Why are you running 20a lighting circuits?


----------



## Rudeboy (Oct 6, 2009)

Wireless said:


> Why are you running 20a lighting circuits?


He's more than likely adding a switch and lights to an existing 20a circuit. Prolly pulling the power from a receptacle.


----------



## Rudeboy (Oct 6, 2009)

Rudeboy said:


> He's more than likely adding a switch and lights to an existing 20a circuit. Prolly pulling the power from a receptacle.

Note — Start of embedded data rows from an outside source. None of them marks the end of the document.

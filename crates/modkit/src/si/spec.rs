//! Parsing of the `S<digits>[,<min>[,<max>]]` format token.

use std::fmt;
use std::str::FromStr;

use serde::{Deserialize, Serialize};

use crate::error::{Error, Result};

/// Significant digits used by a bare `S` token
pub const DEFAULT_DIGITS: u32 = 3;

/// Largest digit count a token may request
pub const MAX_DIGITS: u32 = 99;

/// Magnitude bounds restricting which prefixes may be chosen
#[derive(Debug, Clone, Copy, PartialEq, Eq, Serialize, Deserialize)]
pub struct MagnitudeRange {
    /// Smallest base-10 magnitude, e.g. -3 to allow nothing below milli
    pub min: i32,
    /// Largest base-10 magnitude, e.g. 9 to allow nothing above giga
    pub max: i32,
}

impl Default for MagnitudeRange {
    fn default() -> Self {
        Self {
            min: 0,
            max: i32::MAX,
        }
    }
}

/// A parsed SI format request.
///
/// Without a magnitude range the value is rendered to `digits` significant
/// figures ([`super::to_si`]); with one, `digits` is the number of decimal
/// places and the prefix is bounded ([`super::to_si_bounded`]).
#[derive(Debug, Clone, Copy, PartialEq, Eq, Serialize, Deserialize)]
pub struct FormatSpec {
    pub digits: u32,
    #[serde(default, skip_serializing_if = "Option::is_none")]
    pub magnitude: Option<MagnitudeRange>,
}

impl Default for FormatSpec {
    fn default() -> Self {
        Self::new(DEFAULT_DIGITS)
    }
}

impl FormatSpec {
    pub fn new(digits: u32) -> Self {
        Self {
            digits,
            magnitude: None,
        }
    }

    pub fn bounded(digits: u32, min_magnitude: i32, max_magnitude: i32) -> Self {
        Self {
            digits,
            magnitude: Some(MagnitudeRange {
                min: min_magnitude,
                max: max_magnitude,
            }),
        }
    }

    pub fn min_magnitude(&self) -> i32 {
        self.magnitude.unwrap_or_default().min
    }

    pub fn max_magnitude(&self) -> i32 {
        self.magnitude.unwrap_or_default().max
    }

    pub fn is_bounded(&self) -> bool {
        self.magnitude.is_some()
    }
}

impl FromStr for FormatSpec {
    type Err = Error;

    fn from_str(token: &str) -> Result<Self> {
        let mut chars = token.chars();
        let body = match chars.next() {
            None => return Err(Error::MalformedFormat("Format string is empty".to_string())),
            Some('S' | 's') => chars.as_str(),
            Some(other) => {
                return Err(Error::Parse(format!(
                    "'{}' is not an SI format (expected 'S', found '{}')",
                    token, other
                )));
            }
        };

        if body.is_empty() {
            return Ok(Self::default());
        }

        let fields: Vec<&str> = body.split(',').collect();
        if fields.len() > 3 {
            return Err(Error::Parse(format!(
                "'{}' has {} fields, at most 3 are allowed",
                token,
                fields.len()
            )));
        }

        let digits: u32 = parse_field(token, fields[0])?;
        if digits == 0 {
            return Err(Error::Parse(format!(
                "'{}' requests 0 digits, at least 1 is required",
                token
            )));
        }
        if digits > MAX_DIGITS {
            return Err(Error::Parse(format!(
                "'{}' requests {} digits, at most {} are allowed",
                token, digits, MAX_DIGITS
            )));
        }

        if fields.len() == 1 {
            return Ok(Self::new(digits));
        }

        let min = parse_field(token, fields[1])?;
        let max = match fields.get(2) {
            Some(field) => parse_field(token, field)?,
            None => MagnitudeRange::default().max,
        };
        if min > max {
            return Err(Error::Parse(format!(
                "'{}' has minimum magnitude {} above maximum {}",
                token, min, max
            )));
        }

        Ok(Self::bounded(digits, min, max))
    }
}

fn parse_field<T>(token: &str, field: &str) -> Result<T>
where
    T: FromStr,
    T::Err: fmt::Display,
{
    field
        .trim()
        .parse()
        .map_err(|e| Error::Parse(format!("invalid field '{}' in '{}': {}", field, token, e)))
}

impl fmt::Display for FormatSpec {
    fn fmt(&self, f: &mut fmt::Formatter<'_>) -> fmt::Result {
        write!(f, "S{}", self.digits)?;
        if let Some(range) = self.magnitude {
            write!(f, ",{}", range.min)?;
            if range.max != i32::MAX {
                write!(f, ",{}", range.max)?;
            }
        }
        Ok(())
    }
}

#[cfg(test)]
mod tests {
    use super::*;

    #[test]
    fn test_parse_bare_token() {
        let spec: FormatSpec = "S".parse().unwrap();
        assert_eq!(spec.digits, 3);
        assert_eq!(spec.min_magnitude(), 0);
        assert_eq!(spec.max_magnitude(), i32::MAX);
        assert!(!spec.is_bounded());
    }

    #[test]
    fn test_parse_digits_only() {
        let spec: FormatSpec = "S5".parse().unwrap();
        assert_eq!(spec, FormatSpec::new(5));

        let lower: FormatSpec = "s2".parse().unwrap();
        assert_eq!(lower.digits, 2);
    }

    #[test]
    fn test_parse_full_token() {
        let spec: FormatSpec = "S3,-3,9".parse().unwrap();
        assert_eq!(spec.digits, 3);
        assert_eq!(spec.min_magnitude(), -3);
        assert_eq!(spec.max_magnitude(), 9);
        assert!(spec.is_bounded());
    }

    #[test]
    fn test_parse_min_only() {
        let spec: FormatSpec = "S2,-6".parse().unwrap();
        assert_eq!(spec.min_magnitude(), -6);
        assert_eq!(spec.max_magnitude(), i32::MAX);
    }

    #[test]
    fn test_parse_errors() {
        assert!("Sabc".parse::<FormatSpec>().unwrap_err().is_parse());
        assert!("S3,x".parse::<FormatSpec>().unwrap_err().is_parse());
        assert!("S3,1,2,4".parse::<FormatSpec>().unwrap_err().is_parse());
        assert!("S0".parse::<FormatSpec>().unwrap_err().is_parse());
        assert!("F2".parse::<FormatSpec>().unwrap_err().is_parse());
        assert!("S3,,9".parse::<FormatSpec>().unwrap_err().is_parse());
    }

    #[test]
    fn test_digit_limit() {
        assert_eq!("S99".parse::<FormatSpec>().unwrap().digits, MAX_DIGITS);
        assert!("S100".parse::<FormatSpec>().unwrap_err().is_parse());
        assert!("S70000".parse::<FormatSpec>().unwrap_err().is_parse());
        assert!("S70000,-3,9".parse::<FormatSpec>().unwrap_err().is_parse());
    }

    #[test]
    fn test_reversed_bounds_rejected() {
        assert!("S2,9,-3".parse::<FormatSpec>().unwrap_err().is_parse());
        assert!("S2,-3,-3".parse::<FormatSpec>().is_ok());
    }

    #[test]
    fn test_parse_empty_token() {
        let err = "".parse::<FormatSpec>().unwrap_err();
        assert!(matches!(err, Error::MalformedFormat(_)));
    }

    #[test]
    fn test_display_matches_token() {
        assert_eq!(FormatSpec::new(4).to_string(), "S4");
        assert_eq!(FormatSpec::bounded(3, -3, 9).to_string(), "S3,-3,9");
        assert_eq!("S2,-6".parse::<FormatSpec>().unwrap().to_string(), "S2,-6");
    }

    #[test]
    fn test_serialize_spec() {
        let json = serde_json::to_string(&FormatSpec::new(3)).unwrap();
        assert_eq!(json, r#"{"digits":3}"#);

        let bounded = serde_json::to_string(&FormatSpec::bounded(2, -3, 9)).unwrap();
        assert_eq!(bounded, r#"{"digits":2,"magnitude":{"min":-3,"max":9}}"#);
    }
}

Maybe not. I'm a little confused about this thread now after re-reading it. Pretty catchy music on his website though.:whistling2::laughing:


----------



## raider1 (Jan 22, 2007)

Peter D said:


> In the case of a ground fault or short circuit the wire will be subject to hundreds or perhaps even thousands of amps of fault current (depending on the characteristics of the breaker protecting it), which well exceeds the rating of #14 and #12.
> 
> It is possible that the #14 could carry 20 amps normally or even under overload conditions, which is fine because #14 is rated for 20 amps anyway. So while this installation is a code violation it is not one that I consider highly dangerous.


I agree.:thumbsup:

Chris


----------



## brian john (Mar 11, 2007)

Roger123 said:


> Beside it being a code violation as mention already, here's the fault with running #14 on a 20amp lighting circuit. In case of a fault, there will be #14 wire exposed to 20amps of current! I think that would be a liability issue for the installer.


 
Typical instantaneous trip for a 15 amp circuit breaker is 90-150 amps; typical instantaneous trip for a 20 amp circuit breaker is 120-200 amps. I put several hundred amps on #12 regularly after a few trips it tends to get warm a few more trips and the insulation with start to sag.


----------



## emjay (Dec 30, 2009)

gilamor said:


> Is it unsafe to use 14 Awg romex as a switch leg on a 20 amp circuit?
> The old timer electricians in this town say that it is ok because few light bulbs would never reach 15 amp and also the swith wich is rated 15 will burn if a higher curent aplied. An old timer 40 years in business said he passed inspection with #14 romex wire as a switch leg when the breaker for the circuit is 20 Amp.
> What do you think? Is it up to code? And if not what the reson?


240.4(D)(3) says no.


----------



## switchleg (Sep 22, 2008)

No #14awg allowed in the city of Austin. Even for switchlegs. IMO I think that the if #14 is used for a switchleg, then the OCP should be 15 amps. If the HR is #12, then just use it for the SL. The circuit can then be protected by a 20 amp breaker. No worries if Hack the Handyman adds 50 incandesant lights two years down the road. The circuit and OCP is sized properley.


----------



## user4818 (Jan 15, 2009)

switchleg said:


> No #14awg allowed in the city of Austin.


Austin is stupid then.


----------



## switchleg (Sep 22, 2008)

Peter D said:


> Austin is stupid then.


Whatever...:blink: BTW, aren't you from Oklahoma??


----------



## user4818 (Jan 15, 2009)

switchleg said:


> Whatever...:blink: BTW, aren't you from Oklahoma??



No, not even close.

A city that restricts a perfectly safe wiring method is shortsighted and yes, stupid. Plain and simple.


----------



## B4T (Feb 10, 2009)

Peter D said:


> No, not even close.
> 
> A city that restricts a perfectly safe wiring method is shortsighted and yes, stupid. Plain and simple.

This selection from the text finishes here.